Aim of the exercise.
Keep only those lines of the records that include the string "suffix".

(Stored data)
┄┄┄┄┄┄
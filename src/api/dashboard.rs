//! Role-dependent dashboard. Admins share one cached summary; students get
//! one per user. Both are rebuilt from raw rows on a cache miss.

use axum::{extract::State, routing::get, Json, Router};

use crate::api::errors::ApiError;
use crate::api::guards::CurrentUser;
use crate::core::cache::{Namespace, DASHBOARD_TTL};
use crate::core::state::AppState;
use crate::core::time::{format_date, format_primitive, primitive_now_utc};
use crate::db::models::User;
use crate::repositories::dashboard as queries;
use crate::schemas::dashboard::{
    AdminCharts, AdminDashboard, DashboardResponse, LabelledCount, RecentPerformance,
    UserCharts, UserDashboard, UserInfo, UserStatistics,
};
use crate::schemas::score::ScoreResponse;
use crate::services::reporting;
use crate::services::scoring::{percentage, round2};

const TOP_QUIZZES: i64 = 5;
const ADMIN_RECENT_SCORES: i64 = 10;
const USER_RECENT_SCORES: i64 = 5;

pub(crate) fn router() -> Router<AppState> {
    Router::new().route("/", get(dashboard))
}

async fn dashboard(
    CurrentUser { user, .. }: CurrentUser,
    State(state): State<AppState>,
) -> Result<Json<DashboardResponse>, ApiError> {
    let suffix = if user.is_admin() { "admin".to_string() } else { format!("user:{}", user.id) };
    let key = state.cache().key(Namespace::Dashboard, &suffix);
    if let Some(cached) = state.cache().get::<DashboardResponse>(&key).await {
        return Ok(Json(cached));
    }

    let response = if user.is_admin() {
        DashboardResponse::Admin(admin_dashboard(&state).await?)
    } else {
        DashboardResponse::User(user_dashboard(&state, user).await?)
    };

    state.cache().set(&key, &response, DASHBOARD_TTL).await;
    Ok(Json(response))
}

fn failed(err: sqlx::Error) -> ApiError {
    ApiError::internal(err, "Failed to build dashboard")
}

async fn admin_dashboard(state: &AppState) -> Result<AdminDashboard, ApiError> {
    let db = state.db();
    let now = primitive_now_utc();

    let mut statistics = queries::admin_totals(db).await.map_err(failed)?;
    statistics.avg_score = round2(statistics.avg_score);
    statistics.avg_percentage = round2(statistics.avg_percentage);

    let mut top_quizzes = queries::top_quizzes(db, TOP_QUIZZES).await.map_err(failed)?;
    for quiz in &mut top_quizzes {
        quiz.avg_percentage = round2(quiz.avg_percentage);
    }

    let monthly = queries::monthly_attempts(db, None, reporting::activity_window_start(now))
        .await
        .map_err(failed)?;
    let buckets = queries::percentage_buckets(db).await.map_err(failed)?;
    let recent = queries::recent_scores(db, None, ADMIN_RECENT_SCORES).await.map_err(failed)?;

    let charts = AdminCharts {
        top_quizzes,
        monthly_activity: reporting::monthly_series(now, &monthly),
        score_distribution: reporting::score_distribution(&buckets),
        quiz_status: vec![
            LabelledCount::new("Active", statistics.active_quizzes),
            LabelledCount::new("Inactive", statistics.inactive_quizzes),
        ],
        user_types: vec![
            LabelledCount::new("Admins", statistics.admin_users),
            LabelledCount::new("Students", statistics.regular_users),
        ],
    };

    Ok(AdminDashboard {
        statistics,
        charts,
        recent_scores: recent.into_iter().map(ScoreResponse::from_db).collect(),
    })
}

async fn user_dashboard(state: &AppState, user: User) -> Result<UserDashboard, ApiError> {
    let db = state.db();
    let now = primitive_now_utc();

    let totals = queries::user_totals(db, &user.id).await.map_err(failed)?;
    let available = queries::active_quiz_count(db).await.map_err(failed)?;
    let best = queries::best_score(db, &user.id).await.map_err(failed)?;
    let recent =
        queries::recent_scores(db, Some(&user.id), USER_RECENT_SCORES).await.map_err(failed)?;
    let by_subject = queries::active_quizzes_by_subject(db).await.map_err(failed)?;
    let monthly =
        queries::monthly_attempts(db, Some(&user.id), reporting::activity_window_start(now))
            .await
            .map_err(failed)?;

    let average_score = if totals.total_attempts > 0 {
        round2(totals.total_scored as f64 / totals.total_attempts as f64)
    } else {
        0.0
    };

    let recent_performance = recent
        .into_iter()
        .map(|score| RecentPerformance {
            percentage: percentage(score.total_scored as i64, score.total_marks),
            date: format_primitive(score.time_stamp_of_attempt),
            quiz_title: score.quiz_title,
            score: score.total_scored,
            total: score.total_marks,
        })
        .collect();

    Ok(UserDashboard {
        statistics: UserStatistics {
            total_attempts: totals.total_attempts,
            total_quizzes_available: available,
            average_score,
            average_percentage: round2(totals.avg_percentage),
            best_score: best.map(ScoreResponse::from_db),
        },
        charts: UserCharts {
            recent_performance,
            available_quizzes: by_subject,
            monthly_activity: reporting::monthly_series(now, &monthly),
        },
        user_info: UserInfo {
            full_name: user.full_name,
            qualification: user.qualification,
            member_since: format_date(user.created_at.date()),
        },
    })
}

#[cfg(test)]
mod tests {
    use axum::http::{Method, StatusCode};
    use serde_json::json;
    use tower::ServiceExt;

    use crate::core::time::primitive_now_utc;
    use crate::repositories;
    use crate::test_support;

    #[tokio::test]
    async fn dashboards_depend_on_role() {
        let Some(ctx) = test_support::setup_test_context().await else {
            return;
        };
        let admin = test_support::insert_admin(&ctx.state, "admin1", "admin1@example.com").await;
        let student = test_support::insert_user(&ctx.state, "student1", "student1@example.com").await;
        let fixture = test_support::insert_quiz(&ctx.state, "Math", &[(1, 10), (2, 10)]).await;
        repositories::scores::create(
            ctx.state.db(),
            repositories::scores::CreateScore {
                id: "score-dash",
                user_id: &student.id,
                quiz_id: &fixture.quiz_id,
                time_stamp_of_attempt: primitive_now_utc(),
                total_scored: 10,
                total_questions: 2,
                time_taken: "00:09",
            },
        )
        .await
        .expect("insert score");

        let token = test_support::bearer_token(&student.id, ctx.state.settings());
        let response = ctx
            .app
            .clone()
            .oneshot(test_support::json_request(Method::GET, "/api/dashboard", Some(&token), None))
            .await
            .expect("user dashboard");
        assert_eq!(response.status(), StatusCode::OK);
        let body = test_support::read_json(response).await;
        assert_eq!(body["dashboard_type"], "user");
        assert_eq!(body["statistics"]["total_attempts"], 1);
        assert_eq!(body["statistics"]["average_percentage"], 50.0);
        assert_eq!(body["charts"]["available_quizzes"], json!([{ "subject": "Math", "quiz_count": 1 }]));
        assert_eq!(body["charts"]["monthly_activity"].as_array().map(Vec::len), Some(6));
        assert_eq!(body["charts"]["monthly_activity"][5]["attempts"], 1);

        let token = test_support::bearer_token(&admin.id, ctx.state.settings());
        let response = ctx
            .app
            .oneshot(test_support::json_request(Method::GET, "/api/dashboard", Some(&token), None))
            .await
            .expect("admin dashboard");
        assert_eq!(response.status(), StatusCode::OK);
        let body = test_support::read_json(response).await;
        assert_eq!(body["dashboard_type"], "admin");
        assert_eq!(body["statistics"]["total_attempts"], 1);
        assert_eq!(body["statistics"]["admin_users"], 1);
        assert_eq!(body["charts"]["score_distribution"][2], json!({ "range": "40-60", "count": 1 }));
        assert_eq!(body["recent_scores"][0]["percentage"], 50.0);
    }

    #[tokio::test]
    async fn average_percentage_is_the_mean_of_attempts() {
        let Some(ctx) = test_support::setup_test_context().await else {
            return;
        };
        let student = test_support::insert_user(&ctx.state, "student1", "student1@example.com").await;
        let short = test_support::insert_quiz(&ctx.state, "Physics", &[(1, 10)]).await;
        let long = test_support::insert_quiz(&ctx.state, "Chemistry", &[(1, 30)]).await;

        let attempts = [("score-full", &short.quiz_id, 10), ("score-zero", &long.quiz_id, 0)];
        for (id, quiz_id, scored) in attempts {
            repositories::scores::create(
                ctx.state.db(),
                repositories::scores::CreateScore {
                    id,
                    user_id: &student.id,
                    quiz_id,
                    time_stamp_of_attempt: primitive_now_utc(),
                    total_scored: scored,
                    total_questions: 1,
                    time_taken: "00:05",
                },
            )
            .await
            .expect("insert score");
        }

        let token = test_support::bearer_token(&student.id, ctx.state.settings());
        let response = ctx
            .app
            .oneshot(test_support::json_request(Method::GET, "/api/dashboard", Some(&token), None))
            .await
            .expect("user dashboard");
        let body = test_support::read_json(response).await;

        // 100% and 0% average to 50%, not the 10/40 marks ratio.
        assert_eq!(body["statistics"]["average_percentage"], 50.0);
        assert_eq!(body["statistics"]["average_score"], 5.0);
    }
}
┄┄┄┄┄┄
Answer to the exercise.
    let suffix = if user.is_admin() { "admin".to_string() } else { format!("user:{}", user.id) };
    let key = state.cache().key(Namespace::Dashboard, &suffix);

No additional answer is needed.